— Supplied records —
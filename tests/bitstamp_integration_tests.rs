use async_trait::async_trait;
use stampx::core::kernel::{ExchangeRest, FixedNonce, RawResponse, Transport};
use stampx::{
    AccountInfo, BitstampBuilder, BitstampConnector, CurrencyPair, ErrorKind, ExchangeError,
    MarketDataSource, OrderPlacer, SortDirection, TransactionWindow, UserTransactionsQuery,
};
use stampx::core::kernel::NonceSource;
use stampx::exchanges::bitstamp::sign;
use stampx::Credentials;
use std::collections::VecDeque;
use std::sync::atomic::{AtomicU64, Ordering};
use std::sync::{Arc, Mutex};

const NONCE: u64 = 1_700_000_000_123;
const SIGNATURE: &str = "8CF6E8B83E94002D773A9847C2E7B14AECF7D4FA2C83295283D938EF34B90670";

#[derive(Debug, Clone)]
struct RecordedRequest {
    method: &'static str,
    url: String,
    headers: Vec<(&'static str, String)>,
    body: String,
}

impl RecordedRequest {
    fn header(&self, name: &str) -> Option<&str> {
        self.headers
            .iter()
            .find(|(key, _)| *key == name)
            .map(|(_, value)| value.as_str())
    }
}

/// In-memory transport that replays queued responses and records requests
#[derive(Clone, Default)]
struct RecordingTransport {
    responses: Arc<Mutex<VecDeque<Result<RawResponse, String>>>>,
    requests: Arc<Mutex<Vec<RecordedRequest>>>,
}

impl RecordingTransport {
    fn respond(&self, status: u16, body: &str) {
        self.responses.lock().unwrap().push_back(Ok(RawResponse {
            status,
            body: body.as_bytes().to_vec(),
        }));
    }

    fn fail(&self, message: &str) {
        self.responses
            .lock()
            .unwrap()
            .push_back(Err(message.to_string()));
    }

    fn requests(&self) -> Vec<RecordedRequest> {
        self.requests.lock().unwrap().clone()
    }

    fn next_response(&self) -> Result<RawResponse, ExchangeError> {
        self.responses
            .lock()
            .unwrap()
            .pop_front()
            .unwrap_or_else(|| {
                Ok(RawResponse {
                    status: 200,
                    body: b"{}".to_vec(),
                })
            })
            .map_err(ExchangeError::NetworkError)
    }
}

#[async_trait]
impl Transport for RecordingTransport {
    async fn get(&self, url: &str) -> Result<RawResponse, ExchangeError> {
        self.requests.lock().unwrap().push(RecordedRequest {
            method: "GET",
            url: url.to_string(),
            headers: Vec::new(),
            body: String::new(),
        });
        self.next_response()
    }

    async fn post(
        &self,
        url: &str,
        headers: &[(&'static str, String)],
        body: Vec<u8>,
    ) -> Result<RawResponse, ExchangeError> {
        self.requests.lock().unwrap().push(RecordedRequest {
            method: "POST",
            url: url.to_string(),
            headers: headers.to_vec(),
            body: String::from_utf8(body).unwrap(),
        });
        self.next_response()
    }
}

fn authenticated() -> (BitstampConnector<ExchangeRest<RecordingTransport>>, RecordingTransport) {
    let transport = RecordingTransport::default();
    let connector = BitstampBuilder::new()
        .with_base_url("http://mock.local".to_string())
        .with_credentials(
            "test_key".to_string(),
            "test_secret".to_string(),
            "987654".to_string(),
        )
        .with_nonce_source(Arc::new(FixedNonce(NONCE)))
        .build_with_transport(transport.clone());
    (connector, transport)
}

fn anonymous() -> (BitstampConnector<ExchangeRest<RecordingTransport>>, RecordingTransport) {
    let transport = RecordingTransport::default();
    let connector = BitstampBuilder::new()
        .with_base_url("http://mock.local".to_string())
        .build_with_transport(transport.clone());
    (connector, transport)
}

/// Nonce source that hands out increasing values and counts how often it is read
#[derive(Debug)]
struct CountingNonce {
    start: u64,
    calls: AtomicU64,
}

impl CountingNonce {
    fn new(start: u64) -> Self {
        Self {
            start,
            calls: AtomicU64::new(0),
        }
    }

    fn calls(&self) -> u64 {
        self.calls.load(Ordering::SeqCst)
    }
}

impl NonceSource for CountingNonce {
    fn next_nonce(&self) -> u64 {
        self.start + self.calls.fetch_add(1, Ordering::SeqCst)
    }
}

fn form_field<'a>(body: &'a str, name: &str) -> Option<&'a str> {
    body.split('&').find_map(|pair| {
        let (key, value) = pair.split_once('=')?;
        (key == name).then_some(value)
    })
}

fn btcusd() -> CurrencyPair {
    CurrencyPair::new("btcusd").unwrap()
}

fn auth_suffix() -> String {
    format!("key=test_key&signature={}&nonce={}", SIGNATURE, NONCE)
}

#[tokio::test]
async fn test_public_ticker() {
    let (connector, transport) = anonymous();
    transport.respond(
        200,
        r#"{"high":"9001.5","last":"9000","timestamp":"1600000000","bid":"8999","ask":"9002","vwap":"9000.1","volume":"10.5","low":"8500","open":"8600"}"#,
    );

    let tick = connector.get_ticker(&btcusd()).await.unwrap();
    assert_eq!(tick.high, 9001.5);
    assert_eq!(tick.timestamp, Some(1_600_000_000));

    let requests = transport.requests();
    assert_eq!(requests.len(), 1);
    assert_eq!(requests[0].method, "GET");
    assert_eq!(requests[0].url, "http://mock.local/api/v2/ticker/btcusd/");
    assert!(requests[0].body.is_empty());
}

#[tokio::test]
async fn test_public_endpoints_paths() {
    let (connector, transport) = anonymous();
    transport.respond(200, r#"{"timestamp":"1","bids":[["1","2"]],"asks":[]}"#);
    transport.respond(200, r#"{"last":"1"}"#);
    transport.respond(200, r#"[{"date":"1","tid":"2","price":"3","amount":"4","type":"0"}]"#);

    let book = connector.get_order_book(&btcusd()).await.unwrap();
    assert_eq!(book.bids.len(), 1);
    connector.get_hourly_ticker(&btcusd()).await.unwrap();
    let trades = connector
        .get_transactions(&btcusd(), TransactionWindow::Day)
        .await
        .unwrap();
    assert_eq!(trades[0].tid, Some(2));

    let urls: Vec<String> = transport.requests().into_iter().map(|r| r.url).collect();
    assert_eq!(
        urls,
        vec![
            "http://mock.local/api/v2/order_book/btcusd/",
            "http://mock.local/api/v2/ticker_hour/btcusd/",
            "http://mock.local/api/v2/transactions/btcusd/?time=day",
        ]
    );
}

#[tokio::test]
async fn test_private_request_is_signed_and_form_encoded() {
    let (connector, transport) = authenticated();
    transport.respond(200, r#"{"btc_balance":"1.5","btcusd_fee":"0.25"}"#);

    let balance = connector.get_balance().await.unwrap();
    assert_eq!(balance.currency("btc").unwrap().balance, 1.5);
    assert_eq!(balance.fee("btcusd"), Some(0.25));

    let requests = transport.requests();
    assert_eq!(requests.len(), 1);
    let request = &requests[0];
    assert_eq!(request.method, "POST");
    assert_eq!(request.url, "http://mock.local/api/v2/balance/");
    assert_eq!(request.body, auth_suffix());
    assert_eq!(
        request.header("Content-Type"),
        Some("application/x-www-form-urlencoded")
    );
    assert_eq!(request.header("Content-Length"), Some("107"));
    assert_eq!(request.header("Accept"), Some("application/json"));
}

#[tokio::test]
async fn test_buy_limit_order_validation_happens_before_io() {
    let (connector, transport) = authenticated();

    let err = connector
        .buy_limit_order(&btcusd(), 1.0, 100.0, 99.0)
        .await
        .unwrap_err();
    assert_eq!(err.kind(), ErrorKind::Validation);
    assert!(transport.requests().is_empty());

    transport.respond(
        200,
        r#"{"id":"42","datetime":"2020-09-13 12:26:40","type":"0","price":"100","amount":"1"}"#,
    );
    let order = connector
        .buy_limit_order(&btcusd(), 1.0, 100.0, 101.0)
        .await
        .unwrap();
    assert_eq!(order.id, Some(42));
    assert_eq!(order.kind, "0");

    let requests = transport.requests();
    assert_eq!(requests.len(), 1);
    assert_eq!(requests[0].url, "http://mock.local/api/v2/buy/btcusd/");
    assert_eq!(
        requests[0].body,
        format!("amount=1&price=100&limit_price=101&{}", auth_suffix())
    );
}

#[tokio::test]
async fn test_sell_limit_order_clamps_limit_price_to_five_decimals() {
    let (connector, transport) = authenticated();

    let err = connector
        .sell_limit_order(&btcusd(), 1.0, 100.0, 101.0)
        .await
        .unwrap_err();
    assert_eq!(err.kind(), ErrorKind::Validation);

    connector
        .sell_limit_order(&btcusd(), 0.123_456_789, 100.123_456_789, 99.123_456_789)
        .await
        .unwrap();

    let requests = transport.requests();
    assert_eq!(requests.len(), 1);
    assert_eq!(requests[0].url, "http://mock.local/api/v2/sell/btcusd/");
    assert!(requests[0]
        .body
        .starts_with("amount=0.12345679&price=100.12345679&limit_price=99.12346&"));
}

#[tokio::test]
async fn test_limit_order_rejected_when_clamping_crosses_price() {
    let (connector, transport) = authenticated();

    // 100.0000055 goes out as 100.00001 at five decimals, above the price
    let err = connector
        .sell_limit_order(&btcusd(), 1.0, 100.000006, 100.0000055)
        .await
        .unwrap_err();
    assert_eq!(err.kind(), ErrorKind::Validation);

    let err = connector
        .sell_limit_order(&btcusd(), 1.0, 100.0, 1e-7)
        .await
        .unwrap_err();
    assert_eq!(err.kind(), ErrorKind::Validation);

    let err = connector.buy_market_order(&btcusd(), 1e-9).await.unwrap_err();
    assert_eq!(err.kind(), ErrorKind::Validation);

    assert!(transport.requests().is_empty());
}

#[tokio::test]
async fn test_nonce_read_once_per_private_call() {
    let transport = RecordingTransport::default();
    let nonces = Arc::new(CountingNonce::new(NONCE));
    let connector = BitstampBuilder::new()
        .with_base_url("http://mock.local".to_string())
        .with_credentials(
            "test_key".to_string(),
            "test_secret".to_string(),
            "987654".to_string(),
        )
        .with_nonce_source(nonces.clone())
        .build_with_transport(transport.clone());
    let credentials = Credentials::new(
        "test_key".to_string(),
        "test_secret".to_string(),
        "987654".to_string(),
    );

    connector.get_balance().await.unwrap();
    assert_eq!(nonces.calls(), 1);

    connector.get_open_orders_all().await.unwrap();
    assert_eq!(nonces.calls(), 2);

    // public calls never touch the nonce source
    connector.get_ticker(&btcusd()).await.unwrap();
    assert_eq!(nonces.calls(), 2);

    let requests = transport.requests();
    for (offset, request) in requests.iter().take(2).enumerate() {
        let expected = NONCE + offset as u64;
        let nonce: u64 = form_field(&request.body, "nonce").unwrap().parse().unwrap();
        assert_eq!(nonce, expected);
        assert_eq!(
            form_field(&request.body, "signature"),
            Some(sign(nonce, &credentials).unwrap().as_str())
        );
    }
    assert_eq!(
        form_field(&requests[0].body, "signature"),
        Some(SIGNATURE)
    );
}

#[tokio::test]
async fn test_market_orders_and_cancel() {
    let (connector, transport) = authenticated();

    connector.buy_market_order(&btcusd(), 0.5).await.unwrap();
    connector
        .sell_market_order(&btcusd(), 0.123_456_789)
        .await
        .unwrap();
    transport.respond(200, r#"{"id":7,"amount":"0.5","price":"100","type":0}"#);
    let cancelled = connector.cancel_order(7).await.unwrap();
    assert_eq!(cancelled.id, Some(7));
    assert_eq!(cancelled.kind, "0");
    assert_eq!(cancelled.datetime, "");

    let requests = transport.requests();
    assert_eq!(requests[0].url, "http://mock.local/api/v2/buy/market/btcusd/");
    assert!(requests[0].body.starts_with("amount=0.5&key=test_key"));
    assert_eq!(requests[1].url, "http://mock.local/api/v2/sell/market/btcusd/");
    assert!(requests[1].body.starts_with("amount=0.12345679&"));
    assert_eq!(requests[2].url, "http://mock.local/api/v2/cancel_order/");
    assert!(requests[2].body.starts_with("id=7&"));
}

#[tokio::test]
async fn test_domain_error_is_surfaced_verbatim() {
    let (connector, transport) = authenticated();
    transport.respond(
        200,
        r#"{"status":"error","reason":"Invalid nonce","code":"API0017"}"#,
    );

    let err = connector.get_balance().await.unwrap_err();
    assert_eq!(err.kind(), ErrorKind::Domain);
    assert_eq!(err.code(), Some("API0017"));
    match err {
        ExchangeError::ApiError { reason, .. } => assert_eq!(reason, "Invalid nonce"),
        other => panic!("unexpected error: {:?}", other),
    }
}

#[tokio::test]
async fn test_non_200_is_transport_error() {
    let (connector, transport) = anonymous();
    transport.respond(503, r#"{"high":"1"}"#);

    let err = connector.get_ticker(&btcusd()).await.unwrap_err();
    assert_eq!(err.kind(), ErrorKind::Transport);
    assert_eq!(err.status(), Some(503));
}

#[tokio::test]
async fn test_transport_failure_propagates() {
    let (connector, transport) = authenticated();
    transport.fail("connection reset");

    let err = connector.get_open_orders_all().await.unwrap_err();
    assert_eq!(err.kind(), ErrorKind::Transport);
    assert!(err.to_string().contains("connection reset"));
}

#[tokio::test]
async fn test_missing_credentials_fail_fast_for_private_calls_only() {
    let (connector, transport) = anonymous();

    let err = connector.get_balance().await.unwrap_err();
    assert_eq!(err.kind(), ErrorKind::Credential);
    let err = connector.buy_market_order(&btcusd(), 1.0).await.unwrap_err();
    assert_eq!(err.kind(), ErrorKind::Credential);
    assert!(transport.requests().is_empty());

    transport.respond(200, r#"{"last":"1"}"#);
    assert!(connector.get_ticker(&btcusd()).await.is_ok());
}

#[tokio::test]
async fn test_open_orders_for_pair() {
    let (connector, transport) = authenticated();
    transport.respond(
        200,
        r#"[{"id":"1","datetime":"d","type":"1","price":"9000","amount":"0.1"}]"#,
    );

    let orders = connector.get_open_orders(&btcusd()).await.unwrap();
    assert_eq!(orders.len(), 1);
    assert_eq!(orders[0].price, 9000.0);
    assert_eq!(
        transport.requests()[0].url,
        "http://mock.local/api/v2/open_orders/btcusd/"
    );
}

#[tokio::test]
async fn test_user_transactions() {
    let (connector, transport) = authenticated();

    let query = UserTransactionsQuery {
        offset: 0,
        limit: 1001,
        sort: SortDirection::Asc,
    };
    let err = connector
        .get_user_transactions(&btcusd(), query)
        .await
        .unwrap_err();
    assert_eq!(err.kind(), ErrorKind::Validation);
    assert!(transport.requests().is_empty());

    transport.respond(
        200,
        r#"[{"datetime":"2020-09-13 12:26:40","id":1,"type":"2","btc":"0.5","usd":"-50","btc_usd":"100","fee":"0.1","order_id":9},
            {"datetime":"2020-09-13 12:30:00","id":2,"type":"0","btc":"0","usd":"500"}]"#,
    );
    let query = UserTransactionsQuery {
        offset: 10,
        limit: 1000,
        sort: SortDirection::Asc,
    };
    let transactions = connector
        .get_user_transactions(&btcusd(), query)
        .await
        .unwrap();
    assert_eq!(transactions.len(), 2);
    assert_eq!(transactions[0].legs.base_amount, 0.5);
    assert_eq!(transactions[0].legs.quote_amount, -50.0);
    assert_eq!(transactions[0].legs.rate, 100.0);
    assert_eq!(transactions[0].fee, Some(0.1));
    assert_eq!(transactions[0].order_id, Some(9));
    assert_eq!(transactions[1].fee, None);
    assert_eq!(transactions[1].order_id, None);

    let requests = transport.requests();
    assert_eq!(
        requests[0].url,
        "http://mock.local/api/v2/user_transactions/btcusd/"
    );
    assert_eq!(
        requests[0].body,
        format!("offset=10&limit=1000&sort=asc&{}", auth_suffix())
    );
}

— What to do —
Reproduce the lines above, beginning at the line with "let request = &requests[0];" and stopping after the line with "0.123_456_789, 100.123_456_789, 99.123_456_789)", exactly as they are.

— Answer space —
    let request = &requests[0];
    assert_eq!(request.method, "POST");
    assert_eq!(request.url, "http://mock.local/api/v2/balance/");
    assert_eq!(request.body, auth_suffix());
    assert_eq!(
        request.header("Content-Type"),
        Some("application/x-www-form-urlencoded")
    );
    assert_eq!(request.header("Content-Length"), Some("107"));
    assert_eq!(request.header("Accept"), Some("application/json"));
}

#[tokio::test]
async fn test_buy_limit_order_validation_happens_before_io() {
    let (connector, transport) = authenticated();

    let err = connector
        .buy_limit_order(&btcusd(), 1.0, 100.0, 99.0)
        .await
        .unwrap_err();
    assert_eq!(err.kind(), ErrorKind::Validation);
    assert!(transport.requests().is_empty());

    transport.respond(
        200,
        r#"{"id":"42","datetime":"2020-09-13 12:26:40","type":"0","price":"100","amount":"1"}"#,
    );
    let order = connector
        .buy_limit_order(&btcusd(), 1.0, 100.0, 101.0)
        .await
        .unwrap();
    assert_eq!(order.id, Some(42));
    assert_eq!(order.kind, "0");

    let requests = transport.requests();
    assert_eq!(requests.len(), 1);
    assert_eq!(requests[0].url, "http://mock.local/api/v2/buy/btcusd/");
    assert_eq!(
        requests[0].body,
        format!("amount=1&price=100&limit_price=101&{}", auth_suffix())
    );
}

#[tokio::test]
async fn test_sell_limit_order_clamps_limit_price_to_five_decimals() {
    let (connector, transport) = authenticated();

    let err = connector
        .sell_limit_order(&btcusd(), 1.0, 100.0, 101.0)
        .await
        .unwrap_err();
    assert_eq!(err.kind(), ErrorKind::Validation);

    connector
        .sell_limit_order(&btcusd(), 0.123_456_789, 100.123_456_789, 99.123_456_789)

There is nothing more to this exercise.